(Your task) Provide the number of lines of the records that include "IpAddr", with no other content.

(Records for this task)
//! Integer <-> text conversion in radix 2..=64, used to keep the protocol
//! stream compact.
//!
//! Digits come from [`ALPHABET`]: `0-9`, then `a-z`, then `A-Z`, then `_`
//! and `@`. For radix 36 and below upper-case letters are also accepted on
//! decode, so streams from tools that print upper-case hex still parse.

use thiserror::Error;

use crate::shared::constants::{MAX_RADIX, MIN_RADIX, RADIX_ALPHABET};

pub const ALPHABET: &[u8; 64] = RADIX_ALPHABET;

#[derive(Error, Debug, Clone, PartialEq, Eq)]
pub enum RadixError {
    #[error("radix {0} is outside 2..=64")]
    InvalidRadix(u32),

    #[error("'{digit}' is not a valid digit in radix {radix}")]
    InvalidDigit { digit: char, radix: u32 },

    #[error("no digits to decode")]
    Empty,

    #[error("value does not fit in 64 bits")]
    Overflow,
}

fn check_radix(radix: u32) -> Result<(), RadixError> {
    if (MIN_RADIX..=MAX_RADIX).contains(&radix) {
        Ok(())
    } else {
        Err(RadixError::InvalidRadix(radix))
    }
}

fn digit_value(digit: char, radix: u32) -> Result<u32, RadixError> {
    let invalid = || RadixError::InvalidDigit { digit, radix };
    if !digit.is_ascii() {
        return Err(invalid());
    }
    let lookup = if radix <= 36 {
        digit.to_ascii_lowercase() as u8
    } else {
        digit as u8
    };
    let value = ALPHABET
        .iter()
        .position(|&symbol| symbol == lookup)
        .ok_or_else(invalid)? as u32;
    if value >= radix {
        return Err(invalid());
    }
    Ok(value)
}

/// Most significant digit first, `-` prefix for negatives.
///
/// Zero encodes as a single `"0"` digit.
pub fn encode(value: i64, radix: u32) -> Result<String, RadixError> {
    check_radix(radix)?;

    let mut magnitude = value.unsigned_abs();
    if magnitude == 0 {
        return Ok("0".to_string());
    }

    let radix = radix as u64;
    let mut digits = Vec::with_capacity(16);
    while magnitude != 0 {
        digits.push(ALPHABET[(magnitude % radix) as usize]);
        magnitude /= radix;
    }
    if value < 0 {
        digits.push(b'-');
    }
    digits.reverse();

    // Every byte comes from the ASCII alphabet or is '-'.
    Ok(digits.into_iter().map(char::from).collect())
}

pub fn decode(text: &str, radix: u32) -> Result<i64, RadixError> {
    check_radix(radix)?;

    let (negative, digits) = match text.strip_prefix('-') {
        Some(rest) => (true, rest),
        None => (false, text),
    };
    if digits.is_empty() {
        return Err(RadixError::Empty);
    }

    let mut magnitude: u64 = 0;
    for digit in digits.chars() {
        let value = digit_value(digit, radix)?;
        magnitude = magnitude
            .checked_mul(radix as u64)
            .and_then(|m| m.checked_add(value as u64))
            .ok_or(RadixError::Overflow)?;
    }

    if negative {
        if magnitude > i64::MAX as u64 + 1 {
            return Err(RadixError::Overflow);
        }
        Ok((magnitude as i64).wrapping_neg())
    } else {
        i64::try_from(magnitude).map_err(|_| RadixError::Overflow)
    }
}
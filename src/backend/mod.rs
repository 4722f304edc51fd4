pub mod piper;
pub mod protocol;

#[cfg(feature = "native")]
pub mod native;

use std::path::Path;

use crate::config::{BackendPreference, Config};
use crate::error::Result;
use crate::grid::Image;

#[cfg(feature = "native")]
pub use native::NativeBackend;
pub use piper::PiperBackend;

/// A filename <-> pixel grid pair of operations.
pub trait Backend {
    fn name(&self) -> &'static str;

    fn read(&self, path: &Path) -> Result<Image>;

    fn write(&self, image: &Image, path: &Path) -> Result<()>;
}

pub fn native_available() -> bool {
    cfg!(feature = "native")
}

/// Resolves the configured preference to a concrete backend.
pub fn select_backend(config: &Config) -> Result<Box<dyn Backend>> {
    let backend: Box<dyn Backend> = match config.backend {
        BackendPreference::Native => native_backend()?,
        BackendPreference::Auto if native_available() => native_backend()?,
        BackendPreference::Auto | BackendPreference::Piper => {
            Box::new(PiperBackend::new(config.tool.clone()))
        }
    };
    crate::utils::logger::info(&format!(
        "backend selected: {} (preference {:?})",
        backend.name(),
        config.backend
    ));
    Ok(backend)
}

#[cfg(feature = "native")]
fn native_backend() -> Result<Box<dyn Backend>> {
    Ok(Box::new(NativeBackend))
}

#[cfg(not(feature = "native"))]
fn native_backend() -> Result<Box<dyn Backend>> {
    Err(crate::error::Error::BackendUnavailable(
        "pixgrid was built without the `native` feature".to_string(),
    ))
}

#[cfg(test)]
mod tests {
    use super::*;
    use crate::error::Error;

    #[test]
    fn test_piper_preference() {
        let config = Config {
            backend: BackendPreference::Piper,
            ..Config::default()
        };
        assert_eq!(select_backend(&config).unwrap().name(), "piper");
    }

    #[test]
    fn test_auto_prefers_native_when_built() {
        let backend = select_backend(&Config::default()).unwrap();
        if native_available() {
            assert_eq!(backend.name(), "native");
        } else {
            assert_eq!(backend.name(), "piper");
        }
    }

    #[test]
    fn test_native_preference_without_feature() {
        let config = Config {
            backend: BackendPreference::Native,
            ..Config::default()
        };
        match select_backend(&config) {
            Ok(backend) => assert!(native_available() && backend.name() == "native"),
            Err(crate::error::Error::BackendUnavailable(_)) => assert!(!native_available()),
            Err(other) => panic!("unexpected error: {other}"),
        }
    }
}
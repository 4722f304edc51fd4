pub mod logger;
pub mod platform;
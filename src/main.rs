use anyhow::{bail, Context, Result};
use clap::{Parser, Subcommand};
use std::io::{self, BufWriter, IsTerminal, Write};
use std::path::PathBuf;

use pixgrid::backend::protocol::{self, ProtocolReader};
use pixgrid::display::{temp, ShowMode, Shown};
use pixgrid::utils::{logger, platform};
use pixgrid::{BackendPreference, Config, Session};

#[derive(Parser)]
#[command(author, version, about, long_about = None)]
struct Cli {
    /// Override the configured backend
    #[arg(short, long, value_enum, global = true)]
    backend: Option<BackendPreference>,

    /// Do not write pixgrid-debug.log / pixgrid-error.log
    #[arg(long, global = true, default_value_t = false)]
    no_log: bool,

    #[command(subcommand)]
    command: Commands,
}

#[derive(Subcommand)]
enum Commands {
    /// Print an image's size
    Info { file: PathBuf },
    /// Read an image with the selected backend and write it back out
    Convert { input: PathBuf, output: PathBuf },
    /// Show an image in a viewer window or the default application
    Show {
        file: PathBuf,
        #[arg(long, default_value_t = false, help = "Use the OS default application instead of the viewer window")]
        os_default: bool,
        #[arg(short, long, default_value_t = false, help = "Block until the viewer window closes")]
        wait: bool,
    },
    /// Draw an image in the terminal
    Preview { file: PathBuf },
    /// Viewer window fed by a protocol stream on stdin
    View {
        #[arg(long, default_value = pixgrid::shared::constants::DEFAULT_VIEWER_TITLE)]
        title: String,
    },
    /// Protocol tool side: stream pixels over stdin/stdout
    Piper {
        #[command(subcommand)]
        action: PiperAction,
    },
    /// Report backends, display support and terminal capabilities
    Detect,
}

#[derive(Subcommand)]
enum PiperAction {
    /// Print `file` as a protocol stream on stdout
    Read { file: PathBuf },
    /// Announce the radix, then read a protocol stream from stdin into `file`
    Write { file: PathBuf },
}

impl Commands {
    /// Subprocess roles must not truncate the parent's logs.
    fn runs_as_child(&self) -> bool {
        matches!(self, Commands::View { .. } | Commands::Piper { .. })
    }
}

fn main() -> Result<()> {
    let cli = Cli::parse();

    if !cli.no_log && !cli.command.runs_as_child() {
        logger::init(&std::env::current_dir()?);
    }

    let _cleanup = pixgrid::init_cleanup();
    ctrlc::set_handler(|| {
        temp::cleanup();
        std::process::exit(130);
    })
    .context("failed to install the Ctrl-C handler")?;

    let mut config = Config::load().context("failed to load configuration")?;
    if let Some(backend) = cli.backend {
        config.backend = backend;
    }

    let result = run(cli.command, config);
    if let Err(e) = &result {
        logger::error(&format!("{:#}", e));
    }
    result
}

fn run(command: Commands, config: Config) -> Result<()> {
    match command {
        Commands::Info { file } => {
            let session = Session::new(config)?;
            let img = session
                .open(&file)
                .with_context(|| format!("failed to open {}", file.display()))?;
            println!(
                "{}: {}x{} ({} backend)",
                file.display(),
                img.width(),
                img.height(),
                session.backend().name()
            );
        }
        Commands::Convert { input, output } => {
            let session = Session::new(config)?;
            let img = session
                .open(&input)
                .with_context(|| format!("failed to open {}", input.display()))?;
            session
                .save(&img, &output)
                .with_context(|| format!("failed to write {}", output.display()))?;
            logger::info(&format!("converted {} -> {}", input.display(), output.display()));
        }
        Commands::Show {
            file,
            os_default,
            wait,
        } => {
            let session = Session::new(config)?;
            let img = session
                .open(&file)
                .with_context(|| format!("failed to open {}", file.display()))?;
            let mode = match (os_default, wait) {
                (true, _) => ShowMode::OsDefault,
                (false, true) => ShowMode::Wait,
                (false, false) => ShowMode::Detached,
            };
            match session.show(&img, mode)? {
                Shown::TempFile(path) => {
                    println!("Opened {} with the default application.", path.display());
                    hold_temp_files()?;
                }
                Shown::Detached(viewer) => println!("Viewer running (pid {}).", viewer.id()),
                Shown::Closed(status) => {
                    if !status.success() {
                        bail!("viewer exited with {}", status);
                    }
                }
            }
        }
        Commands::Preview { file } => {
            let session = Session::new(config)?;
            let img = session
                .open(&file)
                .with_context(|| format!("failed to open {}", file.display()))?;
            session.display().preview_terminal(&img)?;
        }
        Commands::View { title } => run_viewer(&title)?,
        Commands::Piper { action } => run_piper(action, config.wire_radix)?,
        Commands::Detect => {
            let caps = platform::Capabilities::detect(&config);
            println!("{}", serde_json::to_string_pretty(&caps)?);
        }
    }

    Ok(())
}

/// The temp file is removed on exit, so keep the process alive while the
/// external application loads it.
fn hold_temp_files() -> Result<()> {
    if !io::stdin().is_terminal() {
        return Ok(());
    }
    print!("Press Enter to exit and remove the temporary file.");
    io::stdout().flush()?;
    let mut line = String::new();
    io::stdin().read_line(&mut line)?;
    Ok(())
}

#[cfg(feature = "window")]
fn run_viewer(title: &str) -> Result<()> {
    let img = ProtocolReader::new(io::stdin().lock())
        .read_stream()
        .context("viewer received a malformed stream")?;
    pixgrid::display::window::run_viewer(&img, title)?;
    Ok(())
}

#[cfg(not(feature = "window"))]
fn run_viewer(_title: &str) -> Result<()> {
    bail!("pixgrid was built without the `window` feature")
}

#[cfg(feature = "native")]
fn run_piper(action: PiperAction, radix: u32) -> Result<()> {
    use pixgrid::{Backend, NativeBackend};

    match action {
        PiperAction::Read { file } => {
            let img = NativeBackend
                .read(&file)
                .with_context(|| format!("failed to read {}", file.display()))?;
            let mut out = BufWriter::new(io::stdout().lock());
            protocol::write_stream(&mut out, &img, radix)?;
        }
        PiperAction::Write { file } => {
            let mut out = io::stdout().lock();
            protocol::write_radix(&mut out, radix)?;
            out.flush()?;

            let img = ProtocolReader::new(io::stdin().lock())
                .read_image(radix)
                .context("malformed pixel stream on stdin")?;
            NativeBackend
                .write(&img, &file)
                .with_context(|| format!("failed to write {}", file.display()))?;
        }
    }
    Ok(())
}

#[cfg(not(feature = "native"))]
fn run_piper(_action: PiperAction, _radix: u32) -> Result<()> {
    bail!("the protocol tool needs the `native` feature")
}
use serde::{Deserialize, Serialize};

/// Represents a 24-bit RGB color
#[derive(Clone, Copy, PartialEq, Eq, Hash, Debug, Default, Serialize, Deserialize)]
pub struct Rgb(pub u8, pub u8, pub u8);

pub const BLACK: Rgb = Rgb(0, 0, 0);
pub const WHITE: Rgb = Rgb(255, 255, 255);

/// Pack as `0x00RRGGBB`.
pub fn rgb_to_int(color: Rgb) -> u32 {
    let Rgb(r, g, b) = color;
    ((r as u32) << 16) | ((g as u32) << 8) | b as u32
}

/// Inverse of [`rgb_to_int`]. Bits above 23 (alpha on ARGB input) are dropped.
pub fn int_to_rgb(value: u32) -> Rgb {
    Rgb(
        ((value >> 16) & 0xFF) as u8,
        ((value >> 8) & 0xFF) as u8,
        (value & 0xFF) as u8,
    )
}

impl Rgb {
    pub fn as_int(self) -> u32 {
        rgb_to_int(self)
    }

    pub fn from_int(value: u32) -> Self {
        int_to_rgb(value)
    }

    pub fn as_tuple(self) -> (u8, u8, u8) {
        (self.0, self.1, self.2)
    }
}

impl From<(u8, u8, u8)> for Rgb {
    fn from((r, g, b): (u8, u8, u8)) -> Self {
        Rgb(r, g, b)
    }
}

impl From<Rgb> for (u8, u8, u8) {
    fn from(color: Rgb) -> Self {
        color.as_tuple()
    }
}
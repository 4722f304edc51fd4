pub mod color;
pub mod radix;

pub use color::{int_to_rgb, rgb_to_int, Rgb};
pub use radix::RadixError;
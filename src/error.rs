use std::io;
use std::process::ExitStatus;
use thiserror::Error;

use crate::codec::radix::RadixError;

/// Errors raised by the pixel grid, its backends and the display adapter.
#[derive(Error, Debug)]
pub enum Error {
    #[error("I/O error: {0}")]
    Io(#[from] io::Error),

    #[error("radix codec error: {0}")]
    Radix(#[from] RadixError),

    /// Malformed stream from (or for) the protocol tool.
    #[error("protocol error at line {line}: {reason}")]
    Protocol { line: usize, reason: String },

    #[error("pixel ({x}, {y}) is outside a {width}x{height} image")]
    OutOfBounds {
        x: u32,
        y: u32,
        width: u32,
        height: u32,
    },

    #[error("invalid image dimensions {width}x{height}")]
    InvalidDimensions { width: u32, height: u32 },

    #[error("pixel data holds {actual} values but the image needs {expected}")]
    DataLength { expected: usize, actual: usize },

    #[error("backend unavailable: {0}")]
    BackendUnavailable(String),

    #[error("`{tool}` exited with {status}")]
    ToolFailed { tool: String, status: ExitStatus },

    /// Failure inside the native imaging library.
    #[error("image codec error: {0}")]
    Codec(String),

    #[error("display error: {0}")]
    Display(String),

    #[error("config error: {0}")]
    Config(String),
}

impl Error {
    pub fn protocol(line: usize, reason: impl Into<String>) -> Self {
        Error::Protocol {
            line,
            reason: reason.into(),
        }
    }

    pub fn display(msg: impl Into<String>) -> Self {
        Error::Display(msg.into())
    }
}

#[cfg(feature = "native")]
impl From<::image::ImageError> for Error {
    fn from(err: ::image::ImageError) -> Self {
        match err {
            ::image::ImageError::IoError(e) => Error::Io(e),
            other => Error::Codec(other.to_string()),
        }
    }
}

impl From<serde_json::Error> for Error {
    fn from(err: serde_json::Error) -> Self {
        Error::Config(err.to_string())
    }
}

pub type Result<T> = std::result::Result<T, Error>;

#[cfg(test)]
mod tests {
    use super::*;

    #[test]
    fn test_out_of_bounds_message() {
        let err = Error::OutOfBounds {
            x: 5,
            y: 1,
            width: 3,
            height: 2,
        };
        assert_eq!(err.to_string(), "pixel (5, 1) is outside a 3x2 image");
    }

    #[test]
    fn test_protocol_helper_carries_line() {
        let err = Error::protocol(4, "expected 3 values, found 2");
        match err {
            Error::Protocol { line, reason } => {
                assert_eq!(line, 4);
                assert!(reason.contains("found 2"));
            }
            other => panic!("unexpected error: {other:?}"),
        }
    }
}
//! Core types for the sentiment engine (labels + serialized report contracts).

use serde::{Deserialize, Serialize};
use std::fmt;

use crate::aggregate::Distribution;
use crate::format::TableFormat;
use crate::insight::Insight;

// ---------------------------------------------------------------------------
// Sentiment label
// ---------------------------------------------------------------------------

#[derive(Debug, Clone, Copy, PartialEq, Eq, PartialOrd, Ord, Hash, Serialize, Deserialize)]
pub enum SentimentLabel {
  Positive,
  Negative,
  Neutral,
}

impl SentimentLabel {
  /// Display order used for charts and tie-breaking.
  pub const ALL: [SentimentLabel; 3] = [Self::Positive, Self::Negative, Self::Neutral];

  pub fn as_str(self) -> &'static str {
    match self {
      Self::Positive => "Positive",
      Self::Negative => "Negative",
      Self::Neutral => "Neutral",
    }
  }
}

impl fmt::Display for SentimentLabel {
  fn fmt(&self, f: &mut fmt::Formatter<'_>) -> fmt::Result {
    f.write_str(self.as_str())
  }
}

// ---------------------------------------------------------------------------
// Report (JSON contract for callers)
// ---------------------------------------------------------------------------

/// Summary of one analysed upload, without the table bytes.
#[derive(Debug, Clone, Serialize)]
pub struct Report {
  pub format: TableFormat,
  pub review_column: String,
  pub row_count: usize,
  /// First rows of the review column, coerced to text.
  pub preview: Vec<String>,
  pub distribution: Distribution,
  pub insight: InsightOutput,
  pub download: DownloadOutput,
}

#[derive(Debug, Clone, Serialize)]
pub struct InsightOutput {
  pub kind: Insight,
  pub level: &'static str,
  pub title: &'static str,
  pub message: &'static str,
}

impl From<Insight> for InsightOutput {
  fn from(insight: Insight) -> Self {
    Self {
      kind: insight,
      level: insight.level(),
      title: insight.title(),
      message: insight.message(),
    }
  }
}

#[derive(Debug, Clone, Serialize)]
pub struct DownloadOutput {
  pub file_name: &'static str,
  pub mime_type: &'static str,
  pub label: &'static str,
}

impl From<TableFormat> for DownloadOutput {
  fn from(format: TableFormat) -> Self {
    Self {
      file_name: format.results_file_name(),
      mime_type: format.mime_type(),
      label: format.download_label(),
    }
  }
}

#[cfg(test)]
mod tests {
  use super::*;

  #[test]
  fn labels_serialize_as_names() {
    assert_eq!(serde_json::to_string(&SentimentLabel::Positive).unwrap(), "\"Positive\"");
    assert_eq!(SentimentLabel::Neutral.to_string(), "Neutral");
  }
}
//! Service settings from the environment, with defaults.

use std::env;
use std::net::IpAddr;

use thiserror::Error;

/// Invalid startup configuration.
#[derive(Debug, Error)]
#[error("config: {0}")]
pub struct ConfigError(String);

impl ConfigError {
  fn new(msg: impl Into<String>) -> Self {
    Self(msg.into())
  }
}

const DEFAULT_BIND_ADDR: &str = "127.0.0.1";
const DEFAULT_PORT: u16 = 8501;
const DEFAULT_MAX_UPLOAD_MB: usize = 200;

#[derive(Debug, Clone)]
pub struct Settings {
  pub bind_addr: IpAddr,
  pub port: u16,
  /// Largest accepted request body, in bytes.
  pub max_upload_bytes: usize,
}

impl Default for Settings {
  fn default() -> Self {
    Self {
      bind_addr: IpAddr::from([127, 0, 0, 1]),
      port: DEFAULT_PORT,
      max_upload_bytes: DEFAULT_MAX_UPLOAD_MB * 1024 * 1024,
    }
  }
}

impl Settings {
  /// Read `BIND_ADDR`, `PORT` and `MAX_UPLOAD_MB`.
  pub fn from_env() -> Result<Self, ConfigError> {
    Self::from_lookup(|key| env::var(key).ok())
  }

  pub fn from_lookup(lookup: impl Fn(&str) -> Option<String>) -> Result<Self, ConfigError> {
    let bind_addr = lookup("BIND_ADDR")
      .unwrap_or_else(|| DEFAULT_BIND_ADDR.to_string())
      .trim()
      .parse::<IpAddr>()
      .map_err(|e| ConfigError::new(format!("BIND_ADDR: {}", e)))?;
    let port = match lookup("PORT") {
      Some(v) => v
        .trim()
        .parse::<u16>()
        .map_err(|e| ConfigError::new(format!("PORT: {}", e)))?,
      None => DEFAULT_PORT,
    };
    let max_upload_mb = match lookup("MAX_UPLOAD_MB") {
      Some(v) => v
        .trim()
        .parse::<usize>()
        .map_err(|e| ConfigError::new(format!("MAX_UPLOAD_MB: {}", e)))?,
      None => DEFAULT_MAX_UPLOAD_MB,
    };

    let settings = Self {
      bind_addr,
      port,
      max_upload_bytes: max_upload_mb.saturating_mul(1024 * 1024),
    };
    settings.validate()?;
    Ok(settings)
  }

  pub fn validate(&self) -> Result<(), ConfigError> {
    if self.port == 0 {
      return Err(ConfigError::new("PORT cannot be 0"));
    }
    if self.max_upload_bytes == 0 {
      return Err(ConfigError::new("MAX_UPLOAD_MB must be at least 1"));
    }
    Ok(())
  }
}

#[cfg(test)]
mod tests {
  use super::*;
  use std::collections::HashMap;

  fn lookup(pairs: &[(&str, &str)]) -> impl Fn(&str) -> Option<String> {
    let map: HashMap<String, String> = pairs
      .iter()
      .map(|(k, v)| (k.to_string(), v.to_string()))
      .collect();
    move |key: &str| map.get(key).cloned()
  }

  #[test]
  fn defaults_when_unset() {
    let s = Settings::from_lookup(lookup(&[])).unwrap();
    assert_eq!(s.bind_addr.to_string(), "127.0.0.1");
    assert_eq!(s.port, 8501);
    assert_eq!(s.max_upload_bytes, 200 * 1024 * 1024);
  }

  #[test]
  fn reads_overrides() {
    let s = Settings::from_lookup(lookup(&[
      ("BIND_ADDR", "0.0.0.0"),
      ("PORT", "9000"),
      ("MAX_UPLOAD_MB", "5"),
    ]))
    .unwrap();
    assert_eq!(s.bind_addr.to_string(), "0.0.0.0");
    assert_eq!(s.port, 9000);
    assert_eq!(s.max_upload_bytes, 5 * 1024 * 1024);
  }

  #[test]
  fn rejects_bad_values() {
    let err = Settings::from_lookup(lookup(&[("PORT", "eighty")])).unwrap_err();
    assert!(err.to_string().contains("PORT"));
    let err: ConfigError = Settings::from_lookup(lookup(&[("PORT", "0")])).unwrap_err();
    assert_eq!(err.to_string(), "config: PORT cannot be 0");
    let err = Settings::from_lookup(lookup(&[("MAX_UPLOAD_MB", "0")])).unwrap_err();
    assert!(err.to_string().contains("MAX_UPLOAD_MB"));
    assert!(Settings::from_lookup(lookup(&[("BIND_ADDR", "localhost:1")])).is_err());
  }
}
//! In-memory table model: named columns of scalar cells, rows aligned by position.

use serde::Serialize;

/// Text used for a cell that holds no value.
pub const MISSING_TEXT: &str = "nan";

/// One scalar cell as loaded from CSV or XLSX.
#[derive(Debug, Clone, PartialEq, Serialize)]
#[serde(untagged)]
pub enum Cell {
  Empty,
  Bool(bool),
  Int(i64),
  Float(f64),
  Text(String),
}

impl Cell {
  pub fn is_empty(&self) -> bool {
    matches!(self, Self::Empty)
  }

  /// Total coercion to text, applied before classification.
  ///
  /// Floats keep a trailing `.0` when integral (`3.0`), booleans render as
  /// `True`/`False`, and empty cells render as [`MISSING_TEXT`].
  pub fn to_text(&self) -> String {
    match self {
      Self::Empty => MISSING_TEXT.to_string(),
      Self::Bool(true) => "True".to_string(),
      Self::Bool(false) => "False".to_string(),
      Self::Int(i) => i.to_string(),
      Self::Float(f) => float_text(*f),
      Self::Text(s) => s.clone(),
    }
  }
}

impl From<&str> for Cell {
  fn from(s: &str) -> Self {
    Self::Text(s.to_string())
  }
}

impl From<String> for Cell {
  fn from(s: String) -> Self {
    Self::Text(s)
  }
}

fn float_text(f: f64) -> String {
  if f.is_nan() {
    return MISSING_TEXT.to_string();
  }
  if f.is_infinite() {
    return if f > 0.0 { "inf".into() } else { "-inf".into() };
  }
  if f.fract() == 0.0 && f.abs() < 1e16 {
    format!("{:.1}", f)
  } else {
    f.to_string()
  }
}

#[derive(Debug, Clone, PartialEq)]
pub struct Column {
  pub name: String,
  pub cells: Vec<Cell>,
}

impl Column {
  pub fn new(name: impl Into<String>, cells: Vec<Cell>) -> Self {
    Self {
      name: name.into(),
      cells,
    }
  }
}

/// Ordered columns of equal length.
#[derive(Debug, Clone, Default, PartialEq)]
pub struct Table {
  columns: Vec<Column>,
  rows: usize,
}

impl Table {
  /// Build a table from header names and row-major records.
  ///
  /// Short records are padded with [`Cell::Empty`]; extra cells are dropped
  /// (codecs reject over-long records before calling this).
  pub fn from_rows(headers: Vec<String>, records: Vec<Vec<Cell>>) -> Self {
    let rows = records.len();
    let mut columns: Vec<Column> = headers
      .into_iter()
      .map(|name| Column::new(name, Vec::with_capacity(rows)))
      .collect();
    for record in records {
      let mut cells = record.into_iter();
      for column in columns.iter_mut() {
        column.cells.push(cells.next().unwrap_or(Cell::Empty));
      }
    }
    Self { columns, rows }
  }

  pub fn columns(&self) -> &[Column] {
    &self.columns
  }

  pub fn column_names(&self) -> Vec<&str> {
    self.columns.iter().map(|c| c.name.as_str()).collect()
  }

  pub fn column(&self, index: usize) -> Option<&Column> {
    self.columns.get(index)
  }

  pub fn column_count(&self) -> usize {
    self.columns.len()
  }

  pub fn row_count(&self) -> usize {
    self.rows
  }

  /// Cells of one row, in column order.
  pub fn row(&self, index: usize) -> Option<Vec<&Cell>> {
    if index >= self.rows {
      return None;
    }
    Some(self.columns.iter().map(|c| &c.cells[index]).collect())
  }

  /// Append a derived column. Its length must match the row count.
  pub fn push_column(&mut self, column: Column) -> bool {
    if self.columns.is_empty() && self.rows == 0 {
      self.rows = column.cells.len();
    } else if column.cells.len() != self.rows {
      return false;
    }
    self.columns.push(column);
    true
  }
}

/// Rename repeated header names to `name.1`, `name.2`, ... in order.
pub fn dedupe_headers(headers: Vec<String>) -> Vec<String> {
  let mut seen: Vec<String> = Vec::with_capacity(headers.len());
  for name in headers {
    let mut candidate = name.clone();
    let mut n = 0;
    while seen.contains(&candidate) {
      n += 1;
      candidate = format!("{}.{}", name, n);
    }
    seen.push(candidate);
  }
  seen
}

(Response to this exercise) 4